Of particular importance here is Grice’s recognition that how we work to make mutual sense is dependent on the context in which we are trying to make it. What is sense-making enough for poetry is insufficiently explicit and direct for ordinary conversation; the level of clarity needed for ordinary conversation among intimates is less than what is needed in public discourse among strangers. In particular, we have high expectations in the latter kind of talk for contributions that are truthful, at least to a degree, and relevant, at least to a degree. These two absolute necessities for human cooperative behavior and mutual trust Trump repeatedly and offhandedly violates. So calling one opponent, without evidence, “crooked” and another “goofy” violates the expectation of truthfulness: they constitute lies of a sort. Calling a critic “Pocahontas” is not relevant to her critique and therefore does not constitute a valid or meaningful response, in Grice’s systematics.

 

When criticized for these vulgarisms, Trump’s response is always the same: Well, she (or he) said something bad about me, so I have the right to say something bad about them. Well, in a sense (as with so much Trumpian self-defense) that is not incorrect: once Speaker A has violated the norms of politeness, that gives Speaker B the right to do the same. The same. That is, the new violation must be of the same kind as the old, and if the latter was relevant and truthful, to be valid the new one must be as well.

 

Clinton and Elizabeth Warren were subjected to the Trump treatment because both had been critical of a statement of his, from 2007, in which he bragged about his business acumen in encouraging and participating in the housing meltdown. Business is about making money, Trump retorted. If it makes money for me, it’s OK for me to do.

 

“What kind of a man does that?” asked Warren. “What kind of a man roots for people to get thrown out of their house? What kind of a man roots for people to get thrown out of their jobs? To root for people to lose their pensions? To root for two little girls in Clark County, Nevada, to end up living out of a van?

 

“What kind of a man does that? I’ll tell you exactly what kind of a man does that: It is a man who cares about no one but himself. A small, insecure moneygrubber who doesn’t care who gets hurt so long as he makes a profit off it. What kind of man does that? A man who will never be president of the United States.”

 

(Clinton’s statement was to the same effect, if less eloquent.) Trump answered Warren by calling her “Pocahontas,” violating at the very least the requirement of relevance, and quite possibly, by implication, the requirement of truthfulness as well. Whether or not Trump’s behavior violated accepted business standards, ihis “explanation” of it via a racist slur is not in keeping with Americans’ expectations of proper political discourse.

 

Even more to the point, by stooping to vile epithets, Trump is showing himself to be remarkably thin-skinned: say something the least bit uncomplimentary, and he is reduced to throwing poop like a frustrated gorilla.
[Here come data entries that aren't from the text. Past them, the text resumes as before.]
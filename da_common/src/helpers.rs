use std::{env, fmt::Display, str::FromStr};

use log::{info, warn};

/// Read and parse the environment variable `name`. Missing or unparseable values are logged and replaced by `default`.
pub fn env_or_default<T>(name: &str, default: T) -> T
where
    T: FromStr + Display,
    T::Err: Display,
{
    match env::var(name) {
        Ok(s) => s.trim().parse::<T>().unwrap_or_else(|e| {
            warn!("🪛️ {s} is not a valid value for {name}. {e} Using the default, {default}, instead.");
            default
        }),
        Err(_) => {
            info!("🪛️ {name} is not set. Using the default value of {default}.");
            default
        },
    }
}
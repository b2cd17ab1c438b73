//! Stripe webhook support.
//!
//! [`StripeWebhookVerifier`] checks the `Stripe-Signature` header and shapes the body into a [`PaymentEvent`]. Only
//! two event types carry donations; everything else comes through as [`PaymentEvent::Other`].
mod types;
mod verifier;

pub use types::{
    CheckoutSession,
    CustomField,
    CustomFieldText,
    CustomerDetails,
    PaymentEvent,
    PaymentIntent,
    RawEvent,
    RawEventData,
    CHECKOUT_SESSION_COMPLETED,
    PAYMENT_INTENT_SUCCEEDED,
};
pub use verifier::{
    compute_signature,
    SignatureHeader,
    StripeWebhookVerifier,
    DEFAULT_SIGNATURE_TOLERANCE_SECS,
    SIGNATURE_HEADER,
    SIGNATURE_SCHEME,
};
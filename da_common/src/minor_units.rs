use rust_decimal::Decimal;

/// An amount of money expressed as an integer number of minor currency units, which is how payment processors report
/// amounts (`2599` is $25.99).
#[derive(Debug, Clone, Copy, Default, PartialEq, Eq, Ord, PartialOrd, Hash)]
pub struct MinorUnits(i64);

impl From<i64> for MinorUnits {
    fn from(value: i64) -> Self {
        Self(value)
    }
}

impl MinorUnits {
    /// Converts to major units. The conversion is exact: `2599` becomes `25.99`.
    pub fn to_major(&self) -> Decimal {
        Decimal::new(self.0, 2)
    }
}
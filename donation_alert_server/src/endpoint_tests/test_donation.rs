use std::sync::Arc;

use actix_web::http::StatusCode;
use donation_engine::{BroadcastHub, ChannelSubscriber, HubMessage, SessionId};
use serde_json::Value;

use super::helpers::{drain, post_request};

#[actix_web::test]
async fn empty_body_uses_defaults() {
    let _ = env_logger::try_init();
    let hub = BroadcastHub::new();
    let (viewer, mut rx) = ChannelSubscriber::new(SessionId::from("viewer-1"));
    hub.register(Arc::new(viewer));
    let (status, body) = post_request(&hub, "/test-donation", "", &[]).await;
    assert_eq!(status, StatusCode::OK);
    let body: Value = serde_json::from_str(&body).unwrap();
    assert_eq!(body["success"], true);
    let donation = &body["donation"];
    assert_eq!(donation["amount"].as_f64(), Some(10.0));
    assert_eq!(donation["currency"], "USD");
    assert_eq!(donation["donorName"], "Test Donor");
    assert_eq!(donation["message"], "This is a test donation!");
    assert!(donation["timestamp"].as_str().unwrap().ends_with('Z'));
    match drain(&mut rx).as_slice() {
        [HubMessage::Donation(d)] => assert_eq!(d.donor_name, "Test Donor"),
        other => panic!("Expected exactly one donation, got {other:?}"),
    }
}

#[actix_web::test]
async fn empty_object_uses_defaults() {
    let _ = env_logger::try_init();
    let hub = BroadcastHub::new();
    let (status, body) =
        post_request(&hub, "/test-donation", "{}", &[("Content-Type", "application/json")]).await;
    assert_eq!(status, StatusCode::OK);
    let body: Value = serde_json::from_str(&body).unwrap();
    assert_eq!(body["donation"]["donorName"], "Test Donor");
}

#[actix_web::test]
async fn supplied_fields_are_used() {
    let _ = env_logger::try_init();
    let hub = BroadcastHub::new();
    let request = r#"{"amount": 42.5, "currency": "cad", "donorName": "Zed"}"#;
    let (status, body) = post_request(&hub, "/test-donation", request, &[("Content-Type", "application/json")]).await;
    assert_eq!(status, StatusCode::OK);
    let body: Value = serde_json::from_str(&body).unwrap();
    let donation = &body["donation"];
    assert_eq!(donation["amount"].as_f64(), Some(42.5));
    assert_eq!(donation["currency"], "cad");
    assert_eq!(donation["donorName"], "Zed");
    assert_eq!(donation["message"], "This is a test donation!");
}

#[actix_web::test]
async fn invalid_json_is_rejected() {
    let _ = env_logger::try_init();
    let hub = BroadcastHub::new();
    let (viewer, mut rx) = ChannelSubscriber::new(SessionId::from("viewer-1"));
    hub.register(Arc::new(viewer));
    let (status, body) = post_request(&hub, "/test-donation", "{not json", &[]).await;
    assert_eq!(status, StatusCode::BAD_REQUEST);
    assert!(body.starts_with(r#"{"error":"Could not read request body: "#));
    assert!(drain(&mut rx).is_empty());
}

#[actix_web::test]
async fn scalar_json_is_rejected() {
    let _ = env_logger::try_init();
    let hub = BroadcastHub::new();
    let (viewer, mut rx) = ChannelSubscriber::new(SessionId::from("viewer-1"));
    hub.register(Arc::new(viewer));
    for body in ["null", "42", "\"donate\""] {
        let (status, _) = post_request(&hub, "/test-donation", body, &[]).await;
        assert_eq!(status, StatusCode::BAD_REQUEST, "{body} should be rejected");
    }
    assert!(drain(&mut rx).is_empty());
}

#[actix_web::test]
async fn array_body_uses_defaults() {
    let _ = env_logger::try_init();
    let hub = BroadcastHub::new();
    let (status, body) = post_request(&hub, "/test-donation", r#"[5, "usd"]"#, &[]).await;
    assert_eq!(status, StatusCode::OK);
    let body: Value = serde_json::from_str(&body).unwrap();
    assert_eq!(body["donation"]["amount"].as_f64(), Some(10.0));
    assert_eq!(body["donation"]["currency"], "USD");
}

#[actix_web::test]
async fn wrongly_typed_fields_use_defaults() {
    let _ = env_logger::try_init();
    let hub = BroadcastHub::new();
    let (viewer, mut rx) = ChannelSubscriber::new(SessionId::from("viewer-1"));
    hub.register(Arc::new(viewer));
    for request in [r#"{"donorName": 42}"#, r#"{"message": true}"#, r#"{"amount": "lots", "currency": {}}"#] {
        let (status, body) = post_request(&hub, "/test-donation", request, &[]).await;
        assert_eq!(status, StatusCode::OK, "{request} should be accepted");
        let body: Value = serde_json::from_str(&body).unwrap();
        let donation = &body["donation"];
        assert_eq!(donation["donorName"], "Test Donor");
        assert_eq!(donation["message"], "This is a test donation!");
        assert_eq!(donation["amount"].as_f64(), Some(10.0));
        assert_eq!(donation["currency"], "USD");
    }
    assert_eq!(drain(&mut rx).len(), 3);
    let (status, body) = post_request(&hub, "/test-donation", r#"{"amount": "5"}"#, &[]).await;
    assert_eq!(status, StatusCode::OK);
    let body: Value = serde_json::from_str(&body).unwrap();
    assert_eq!(body["donation"]["amount"].as_f64(), Some(5.0));
    assert_eq!(drain(&mut rx).len(), 1);
}
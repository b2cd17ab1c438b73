use std::fmt::Debug;

use chrono::Utc;
use log::*;

use crate::{
    donation::{Donation, TestDonationRequest},
    events::BroadcastHub,
    normalizer::normalize_event,
    stripe::PaymentEvent,
    traits::{EventAuthenticator, WebhookError},
};

/// `DonationFlowApi` is the primary API for turning incoming payment webhooks (and synthetic test requests) into
/// donations on viewers' screens.
pub struct DonationFlowApi<A> {
    authenticator: A,
    hub: BroadcastHub,
}

impl<A> Debug for DonationFlowApi<A> {
    fn fmt(&self, f: &mut std::fmt::Formatter<'_>) -> std::fmt::Result {
        write!(f, "DonationFlowApi({:?})", self.hub)
    }
}

impl<A> DonationFlowApi<A> {
    pub fn new(authenticator: A, hub: BroadcastHub) -> Self {
        Self { authenticator, hub }
    }

    pub fn hub(&self) -> &BroadcastHub {
        &self.hub
    }

    /// Normalizes an already-authenticated event and broadcasts the result. Events that don't describe a donation
    /// are dropped and `None` is returned.
    pub fn process_event(&self, event: &PaymentEvent) -> Option<Donation> {
        let donation = normalize_event(event)?;
        info!("💸️ New donation received: {donation}");
        self.hub.broadcast(&donation);
        Some(donation)
    }

    /// Broadcasts a synthetic donation, filling in any blanks in the request with the test defaults.
    pub fn process_test_donation(&self, request: TestDonationRequest) -> Donation {
        let donation = request.into_donation(Utc::now());
        info!("💸️ Test donation triggered: {donation}");
        self.hub.broadcast(&donation);
        donation
    }
}

impl<A> DonationFlowApi<A>
where A: EventAuthenticator
{
    /// Authenticates a raw webhook and, if it describes a donation, broadcasts it.
    ///
    /// Nothing is broadcast if authentication fails. `Ok(None)` means the webhook was genuine but of a type we
    /// don't act on.
    pub fn process_webhook(&self, payload: &[u8], signature: Option<&str>) -> Result<Option<Donation>, WebhookError> {
        let event = self.authenticator.construct_event(payload, signature).map_err(|e| {
            warn!("💸️ Webhook signature verification failed: {e}");
            e
        })?;
        debug!("💸️ Received {} webhook", event.event_type());
        Ok(self.process_event(&event))
    }
}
Someone who has spent time in American politics has survived by developing a thick skin, like Clinton and Warren, and can take criticism in stride. Trump repeatedly shows himself not ready for prime time – a disaster in the making in a presidential audition. His inability to apologize – to claim his bad behavior was forced on him by someone else – is similarly childish and unpresidential. His use of epithets as a substitute for logical rejoinders is not only childish and unpresidential, but an embarrassment to all Americans.

 

So we are facing a very scary time, whether months or years. We can only hope for the best and prepare for the worst.